The highlight of required features of a medical interoperability reference model
The rest of the paper is organized as follows: In section 2, we explain the principal data standards used to characterize medical data. Each standard is described, and its field of application is given. Afterward, in section 3, we highlight standards implemented to ensure the interoperability of medical data identified in the previous section. In section 4, we propose a state-of-the-art focusing on the implementation of the standards identified in section 3. Then, we propose, in section 5, a comparative study of data interoperability models in the medical context. Afterward, We discuss and highlight features of the ideal interoperability model and draw limits of our work, in section 6. Finally, we conclude our work with lessons learned from our analysis and we consider the perspectives of our work.

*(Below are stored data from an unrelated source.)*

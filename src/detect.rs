//! Capability probe
//!
//! [`detect`] reads the host once and returns a normalized [`CpuCaps`]. It never
//! fails: a host the probe does not understand reports [`Vendor::Generic`] with no
//! extension flags, which selects the reference backend downstream.
//!
//! # Compile-time override
//!
//! Some builds target CPUs whose extensions the runtime query cannot see. Such
//! builds pass the flags they know about to [`detect_with_override`]; the probe
//! ORs them in before enforcing tier nesting. [`detect`] itself always applies
//! [`compile_time_features`], which reflects `-C target-feature` /
//! `-C target-cpu` settings of the current build.

use crate::caps::{CpuCaps, Features, Vendor};

/// Probe the host, applying the build's compile-time feature set
pub fn detect() -> CpuCaps {
    detect_with_override(compile_time_features())
}

/// Probe the host and force `forced` flags on before normalization
pub fn detect_with_override(forced: Features) -> CpuCaps {
    let (vendor, runtime) = probe_host();
    let caps = CpuCaps::new(vendor, runtime | forced);
    tracing::debug!(
        vendor = caps.vendor().name(),
        runtime = %runtime,
        forced = %forced,
        features = %caps.features(),
        "probed CPU capabilities"
    );
    caps
}

/// Flags guaranteed by the build configuration itself
pub const fn compile_time_features() -> Features {
    let mut f = Features::NONE;
    if cfg!(target_feature = "sse") {
        f = f.union(Features::SSE);
    }
    if cfg!(target_feature = "sse2") {
        f = f.union(Features::SSE2);
    }
    if cfg!(target_feature = "sse3") {
        f = f.union(Features::SSE3);
    }
    if cfg!(target_feature = "ssse3") {
        f = f.union(Features::SSSE3);
    }
    if cfg!(target_feature = "sse4.1") {
        f = f.union(Features::SSE41);
    }
    if cfg!(target_feature = "avx") {
        f = f.union(Features::AVX);
    }
    if cfg!(target_feature = "avx2") {
        f = f.union(Features::AVX2);
    }
    if cfg!(target_feature = "fma") {
        f = f.union(Features::FMA3);
    }
    f
}

#[cfg(target_arch = "x86_64")]
fn probe_host() -> (Vendor, Features) {
    let mut f = Features::NONE;
    if is_x86_feature_detected!("sse") {
        f |= Features::SSE;
    }
    if is_x86_feature_detected!("sse2") {
        f |= Features::SSE2;
    }
    if is_x86_feature_detected!("sse3") {
        f |= Features::SSE3;
    }
    if is_x86_feature_detected!("ssse3") {
        f |= Features::SSSE3;
    }
    if is_x86_feature_detected!("sse4.1") {
        f |= Features::SSE41;
    }
    if is_x86_feature_detected!("avx") {
        f |= Features::AVX;
    }
    if is_x86_feature_detected!("avx2") {
        f |= Features::AVX2;
    }
    if is_x86_feature_detected!("fma") {
        f |= Features::FMA3;
    }
    (cpu_vendor(), f)
}

#[cfg(not(target_arch = "x86_64"))]
fn probe_host() -> (Vendor, Features) {
    (Vendor::Generic, Features::NONE)
}

/// Vendor from CPUID leaf 0 (EBX, EDX, ECX spell the vendor string)
#[cfg(target_arch = "x86_64")]
fn cpu_vendor() -> Vendor {
    use std::arch::x86_64::__cpuid;

    // SAFETY: CPUID is available on every x86_64 processor.
    #[allow(unused_unsafe)]
    let leaf = unsafe { __cpuid(0) };
    let mut id = [0u8; 12];
    id[0..4].copy_from_slice(&leaf.ebx.to_le_bytes());
    id[4..8].copy_from_slice(&leaf.edx.to_le_bytes());
    id[8..12].copy_from_slice(&leaf.ecx.to_le_bytes());
    Vendor::from_cpuid(&id)
}
impl SimdProcessor for X86Processor {
    fn backend(&self) -> Backend {
        self.backend
    }

    fn add_scalar(&self, dst: &mut [f32], constant: f32, src: &[f32]) {
        tiered!(self, generic::add_scalar(dst, constant, src);
            Avx => AvxBackend::add_scalar(dst, constant, src),
            Sse => SseBackend::add_scalar(dst, constant, src))
    }

    fn add(&self, dst: &mut [f32], src0: &[f32], src1: &[f32]) {
        tiered!(self, generic::add(dst, src0, src1);
            Avx => AvxBackend::add(dst, src0, src1),
            Sse => SseBackend::add(dst, src0, src1))
    }

    fn sub_scalar(&self, dst: &mut [f32], constant: f32, src: &[f32]) {
        tiered!(self, generic::sub_scalar(dst, constant, src);
            Avx => AvxBackend::sub_scalar(dst, constant, src),
            Sse => SseBackend::sub_scalar(dst, constant, src))
    }

    fn sub(&self, dst: &mut [f32], src0: &[f32], src1: &[f32]) {
        tiered!(self, generic::sub(dst, src0, src1);
            Avx => AvxBackend::sub(dst, src0, src1),
            Sse => SseBackend::sub(dst, src0, src1))
    }

    fn mul_scalar(&self, dst: &mut [f32], constant: f32, src: &[f32]) {
        tiered!(self, generic::mul_scalar(dst, constant, src);
            Avx => AvxBackend::mul_scalar(dst, constant, src),
            Sse => SseBackend::mul_scalar(dst, constant, src))
    }

    fn mul(&self, dst: &mut [f32], src0: &[f32], src1: &[f32]) {
        tiered!(self, generic::mul(dst, src0, src1);
            Avx => AvxBackend::mul(dst, src0, src1),
            Sse => SseBackend::mul(dst, src0, src1))
    }

    fn div_scalar(&self, dst: &mut [f32], constant: f32, src: &[f32]) {
        tiered!(self, generic::div_scalar(dst, constant, src);
            Avx => AvxBackend::div_scalar(dst, constant, src),
            Sse => SseBackend::div_scalar(dst, constant, src))
    }

    fn div(&self, dst: &mut [f32], src0: &[f32], src1: &[f32]) {
        tiered!(self, generic::div(dst, src0, src1);
            Avx => AvxBackend::div(dst, src0, src1),
            Sse => SseBackend::div(dst, src0, src1))
    }

    fn mul_add(&self, dst: &mut [f32], constant: f32, src: &[f32]) {
        tiered!(self, generic::mul_add(dst, constant, src);
            Avx2 => Avx2Backend::mul_add(dst, constant, src),
            Sse => SseBackend::mul_add(dst, constant, src))
    }

    fn mul_sub(&self, dst: &mut [f32], constant: f32, src: &[f32]) {
        tiered!(self, generic::mul_sub(dst, constant, src);
            Avx2 => Avx2Backend::mul_sub(dst, constant, src),
            Sse => SseBackend::mul_sub(dst, constant, src))
    }

    fn dot_vec3_vec3s(&self, dst: &mut [f32], constant: &Vec3, src: &[Vec3]) {
        tiered!(self, generic::dot_vec3_vec3s(dst, constant, src);
            Sse => SseBackend::dot_vec3_vec3s(dst, constant, src))
    }

    fn dot_vec3_planes(&self, dst: &mut [f32], constant: &Vec3, src: &[Plane]) {
        tiered!(self, generic::dot_vec3_planes(dst, constant, src);
            Sse => SseBackend::dot_vec3_planes(dst, constant, src))
    }

    fn dot_vec3_verts(&self, dst: &mut [f32], constant: &Vec3, src: &[DrawVert]) {
        tiered!(self, generic::dot_vec3_verts(dst, constant, src);
            Sse => SseBackend::dot_vec3_verts(dst, constant, src))
    }

    fn dot_plane_vec3s(&self, dst: &mut [f32], constant: &Plane, src: &[Vec3]) {
        tiered!(self, generic::dot_plane_vec3s(dst, constant, src);
            Sse => SseBackend::dot_plane_vec3s(dst, constant, src))
    }

    fn dot_plane_planes(&self, dst: &mut [f32], constant: &Plane, src: &[Plane]) {
        tiered!(self, generic::dot_plane_planes(dst, constant, src);
            Sse => SseBackend::dot_plane_planes(dst, constant, src))
    }

    fn dot_plane_verts(&self, dst: &mut [f32], constant: &Plane, src: &[DrawVert]) {
        tiered!(self, generic::dot_plane_verts(dst, constant, src);
            Sse => SseBackend::dot_plane_verts(dst, constant, src))
    }

    fn dot_vec3s(&self, dst: &mut [f32], src0: &[Vec3], src1: &[Vec3]) {
        tiered!(self, generic::dot_vec3s(dst, src0, src1);
            Sse => SseBackend::dot_vec3s(dst, src0, src1))
    }

    fn dot(&self, src0: &[f32], src1: &[f32]) -> f32 {
        tiered!(self, generic::dot(src0, src1);
            Avx2 => Avx2Backend::dot(src0, src1),
            Sse => SseBackend::dot(src0, src1))
    }

    fn cmp_gt(&self, dst: &mut [u8], src: &[f32], constant: f32) {
        tiered!(self, generic::cmp_gt(dst, src, constant);
            Avx => AvxBackend::cmp_gt(dst, src, constant),
            Sse => SseBackend::cmp_gt(dst, src, constant))
    }

    fn cmp_ge(&self, dst: &mut [u8], src: &[f32], constant: f32) {
        tiered!(self, generic::cmp_ge(dst, src, constant);
            Avx => AvxBackend::cmp_ge(dst, src, constant),
            Sse => SseBackend::cmp_ge(dst, src, constant))
    }

    fn cmp_lt(&self, dst: &mut [u8], src: &[f32], constant: f32) {
        tiered!(self, generic::cmp_lt(dst, src, constant);
            Avx => AvxBackend::cmp_lt(dst, src, constant),
            Sse => SseBackend::cmp_lt(dst, src, constant))
    }

    fn cmp_le(&self, dst: &mut [u8], src: &[f32], constant: f32) {
        tiered!(self, generic::cmp_le(dst, src, constant);
            Avx => AvxBackend::cmp_le(dst, src, constant),
            Sse => SseBackend::cmp_le(dst, src, constant))
    }

    fn cmp_gt_bit(&self, dst: &mut [u8], bit: u8, src: &[f32], constant: f32) {
        tiered!(self, generic::cmp_gt_bit(dst, bit, src, constant);
            Avx => AvxBackend::cmp_gt_bit(dst, bit, src, constant),
            Sse => SseBackend::cmp_gt_bit(dst, bit, src, constant))
    }

    fn cmp_ge_bit(&self, dst: &mut [u8], bit: u8, src: &[f32], constant: f32) {
        tiered!(self, generic::cmp_ge_bit(dst, bit, src, constant);
            Avx => AvxBackend::cmp_ge_bit(dst, bit, src, constant),
            Sse => SseBackend::cmp_ge_bit(dst, bit, src, constant))
    }

    fn cmp_lt_bit(&self, dst: &mut [u8], bit: u8, src: &[f32], constant: f32) {
        tiered!(self, generic::cmp_lt_bit(dst, bit, src, constant);
            Avx => AvxBackend::cmp_lt_bit(dst, bit, src, constant),
            Sse => SseBackend::cmp_lt_bit(dst, bit, src, constant))
    }

    fn cmp_le_bit(&self, dst: &mut [u8], bit: u8, src: &[f32], constant: f32) {
        tiered!(self, generic::cmp_le_bit(dst, bit, src, constant);
            Avx => AvxBackend::cmp_le_bit(dst, bit, src, constant),
            Sse => SseBackend::cmp_le_bit(dst, bit, src, constant))
    }

    fn min_max(&self, src: &[f32]) -> (f32, f32) {
        tiered!(self, generic::min_max(src);
            Avx => AvxBackend::min_max(src),
            Sse => SseBackend::min_max(src))
    }

    fn clamp(&self, dst: &mut [f32], src: &[f32], min: f32, max: f32) {
        tiered!(self, generic::clamp(dst, src, min, max);
            Avx => AvxBackend::clamp(dst, src, min, max),
            Sse => SseBackend::clamp(dst, src, min, max))
    }

    fn clamp_min(&self, dst: &mut [f32], src: &[f32], min: f32) {
        tiered!(self, generic::clamp_min(dst, src, min);
            Avx => AvxBackend::clamp_min(dst, src, min),
            Sse => SseBackend::clamp_min(dst, src, min))
    }

    fn clamp_max(&self, dst: &mut [f32], src: &[f32], max: f32) {
        tiered!(self, generic::clamp_max(dst, src, max);
            Avx => AvxBackend::clamp_max(dst, src, max),
            Sse => SseBackend::clamp_max(dst, src, max))
    }

    fn memcpy(&self, dst: &mut [u8], src: &[u8]) {
        tiered!(self, generic::memcpy(dst, src);
            Sse2 => Sse2Backend::memcpy(dst, src))
    }

    fn memset(&self, dst: &mut [u8], value: u8) {
        tiered!(self, generic::memset(dst, value);
            Sse2 => Sse2Backend::memset(dst, value))
    }

    fn negate(&self, dst: &mut [f32]) {
        tiered!(self, generic::negate(dst);
            Avx => AvxBackend::negate(dst),
            Sse => SseBackend::negate(dst))
    }

    fn matx_multiply_vecx(&self, dst: &mut VecX, mat: &MatX, vec: &VecX) {
        tiered!(self, generic::matx_multiply_vecx(dst, mat, vec);
            Avx2 => Avx2Backend::matx_multiply_vecx(dst, mat, vec))
    }

    fn matx_multiply_add_vecx(&self, dst: &mut VecX, mat: &MatX, vec: &VecX) {
        tiered!(self, generic::matx_multiply_add_vecx(dst, mat, vec);
            Avx2 => Avx2Backend::matx_multiply_add_vecx(dst, mat, vec))
    }

    fn matx_multiply_sub_vecx(&self, dst: &mut VecX, mat: &MatX, vec: &VecX) {
        tiered!(self, generic::matx_multiply_sub_vecx(dst, mat, vec);
            Avx2 => Avx2Backend::matx_multiply_sub_vecx(dst, mat, vec))
    }

    fn matx_transpose_multiply_vecx(&self, dst: &mut VecX, mat: &MatX, vec: &VecX) {
        tiered!(self, generic::matx_transpose_multiply_vecx(dst, mat, vec);
            Avx => AvxBackend::matx_transpose_multiply_vecx(dst, mat, vec))
    }

    fn matx_transpose_multiply_add_vecx(&self, dst: &mut VecX, mat: &MatX, vec: &VecX) {
        tiered!(self, generic::matx_transpose_multiply_add_vecx(dst, mat, vec);
            Avx => AvxBackend::matx_transpose_multiply_add_vecx(dst, mat, vec))
    }

    fn matx_transpose_multiply_sub_vecx(&self, dst: &mut VecX, mat: &MatX, vec: &VecX) {
        tiered!(self, generic::matx_transpose_multiply_sub_vecx(dst, mat, vec);
            Avx => AvxBackend::matx_transpose_multiply_sub_vecx(dst, mat, vec))
    }

    fn matx_multiply_matx(&self, dst: &mut MatX, m1: &MatX, m2: &MatX) {
        tiered!(self, generic::matx_multiply_matx(dst, m1, m2);
            Avx => AvxBackend::matx_multiply_matx(dst, m1, m2))
    }

    fn matx_transpose_multiply_matx(&self, dst: &mut MatX, m1: &MatX, m2: &MatX) {
        tiered!(self, generic::matx_transpose_multiply_matx(dst, m1, m2);
            Avx => AvxBackend::matx_transpose_multiply_matx(dst, m1, m2))
    }

    fn transform_verts(
        &self,
        verts: &mut [DrawVert],
        joints: &[JointMat],
        weights: &[Vec4],
        index: &[JointWeight],
    ) {
        tiered!(self, generic::transform_verts(verts, joints, weights, index);
            Sse => SseBackend::transform_verts(verts, joints, weights, index))
    }

    fn trace_point_cull(
        &self,
        cull_bits: &mut [u8],
        radius: f32,
        planes: &[Plane],
        verts: &[DrawVert],
    ) -> u8 {
        match <&[Plane; 4]>::try_from(planes) {
            Ok(four) => tiered!(self, generic::trace_point_cull(cull_bits, radius, planes, verts);
                Sse => SseBackend::trace_point_cull(cull_bits, radius, four, verts)),
            Err(_) => generic::trace_point_cull(cull_bits, radius, planes, verts),
        }
    }

    fn decal_point_cull(&self, cull_bits: &mut [u8], planes: &[Plane; 6], verts: &[DrawVert]) {
        tiered!(self, generic::decal_point_cull(cull_bits, planes, verts);
            Sse => SseBackend::decal_point_cull(cull_bits, planes, verts))
    }

    fn overlay_point_cull(
        &self,
        cull_bits: &mut [u8],
        tex_coords: &mut [Vec2],
        planes: &[Plane; 2],
        verts: &[DrawVert],
    ) {
        tiered!(self, generic::overlay_point_cull(cull_bits, tex_coords, planes, verts);
            Sse => SseBackend::overlay_point_cull(cull_bits, tex_coords, planes, verts))
    }

    fn normalize_tangents(&self, verts: &mut [DrawVert]) {
        tiered!(self, generic::normalize_tangents(verts);
            Sse => SseBackend::normalize_tangents(verts))
    }

    fn create_shadow_cache(
        &self,
        vertex_cache: &mut [Vec4],
        vert_remap: &mut [i32],
        light_origin: &Vec3,
        verts: &[DrawVert],
    ) -> usize {
        tiered!(self, generic::create_shadow_cache(vertex_cache, vert_remap, light_origin, verts);
            Sse => SseBackend::create_shadow_cache(vertex_cache, vert_remap, light_origin, verts))
    }

    fn create_vertex_program_shadow_cache(
        &self,
        vertex_cache: &mut [Vec4],
        verts: &[DrawVert],
    ) -> usize {
        tiered!(self, generic::create_vertex_program_shadow_cache(vertex_cache, verts);
            Sse => SseBackend::create_vertex_program_shadow_cache(vertex_cache, verts))
    }

    fn compress_rgtc_from_rgba8(
        &self,
        src: &[u8],
        width: usize,
        height: usize,
        stride: usize,
        dst: &mut [u8],
    ) {
        tiered!(self, generic::compress_rgtc_from_rgba8(src, width, height, stride, dst);
            Ssse3 => Ssse3Backend::compress_rgtc_from_rgba8(src, width, height, stride, dst),
            Sse2 => Sse2Backend::compress_rgtc_from_rgba8(src, width, height, stride, dst))
    }

    fn up_sample_pcm_to_44khz(
        &self,
        dest: &mut [f32],
        pcm: &[i16],
        rate: SampleRate,
        channels: Channels,
    ) {
        tiered!(self, generic::up_sample_pcm_to_44khz(dest, pcm, rate, channels);
            Sse2 => Sse2Backend::up_sample_pcm_to_44khz(dest, pcm, rate, channels))
    }

    fn up_sample_ogg_to_44khz(
        &self,
        dest: &mut [f32],
        ogg: &[&[f32]],
        num_samples: usize,
        rate: SampleRate,
        channels: Channels,
    ) {
        tiered!(self, generic::up_sample_ogg_to_44khz(dest, ogg, num_samples, rate, channels);
            Sse => SseBackend::up_sample_ogg_to_44khz(dest, ogg, num_samples, rate, channels))
    }

    fn mix_sound_two_speaker_mono(
        &self,
        mix: &mut [f32],
        samples: &[f32],
        num_samples: usize,
        last: &[f32; 2],
        current: &[f32; 2],
    ) {
        tiered!(self, generic::mix_sound_two_speaker_mono(mix, samples, num_samples, last, current);
            Sse => SseBackend::mix_sound_two_speaker_mono(mix, samples, num_samples, last, current))
    }

    fn mix_sound_two_speaker_stereo(
        &self,
        mix: &mut [f32],
        samples: &[f32],
        num_samples: usize,
        last: &[f32; 2],
        current: &[f32; 2],
    ) {
        let n = num_samples;
        tiered!(self, generic::mix_sound_two_speaker_stereo(mix, samples, n, last, current);
            Sse => SseBackend::mix_sound_two_speaker_stereo(mix, samples, n, last, current))
    }

    fn mix_sound_six_speaker_mono(
        &self,
        mix: &mut [f32],
        samples: &[f32],
        num_samples: usize,
        last: &[f32; 6],
        current: &[f32; 6],
    ) {
        let n = num_samples;
        tiered!(self, generic::mix_sound_six_speaker_mono(mix, samples, n, last, current);
            Sse => SseBackend::mix_sound_six_speaker_mono(mix, samples, n, last, current))
    }

    fn mix_sound_six_speaker_stereo(
        &self,
        mix: &mut [f32],
        samples: &[f32],
        num_samples: usize,
        last: &[f32; 6],
        current: &[f32; 6],
    ) {
        let n = num_samples;
        tiered!(self, generic::mix_sound_six_speaker_stereo(mix, samples, n, last, current);
            Sse => SseBackend::mix_sound_six_speaker_stereo(mix, samples, n, last, current))
    }

    fn mixed_sound_to_samples(&self, samples: &mut [i16], mix: &[f32]) {
        tiered!(self, generic::mixed_sound_to_samples(samples, mix);
            Sse2 => Sse2Backend::mixed_sound_to_samples(samples, mix))
    }
}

2. Main health system interoperability standards
In this section, we present the main interoperability standards: HL7 and its derived, FHIR, DICOM, and JSON. Each standard is analyzed and its main features are emphasized. At the end of this section, a table summarizes whole these features.
2.1. Health Level Seven (HL7) Standards
The HL7 format is used to exchange health data electronically between the IT systems of different organizations. It allows the transmission of data such as prescriptions, test results, electronic medical records, etc.
2.2. HL7 Clinical Document Architecture (CDA)
This standard developed by HL7. is a markup standard based on XML and HL7 RIM (V3), it is used to represent and facilitate the exchange and share of electronic medical records and clinical documents. It allows health data to be stored in a structured format that can be read and interpreted by computer systems, as summarized in
Figure 1.
2.3. Fast Healthcare Interoperability Resources Standard (FHIR)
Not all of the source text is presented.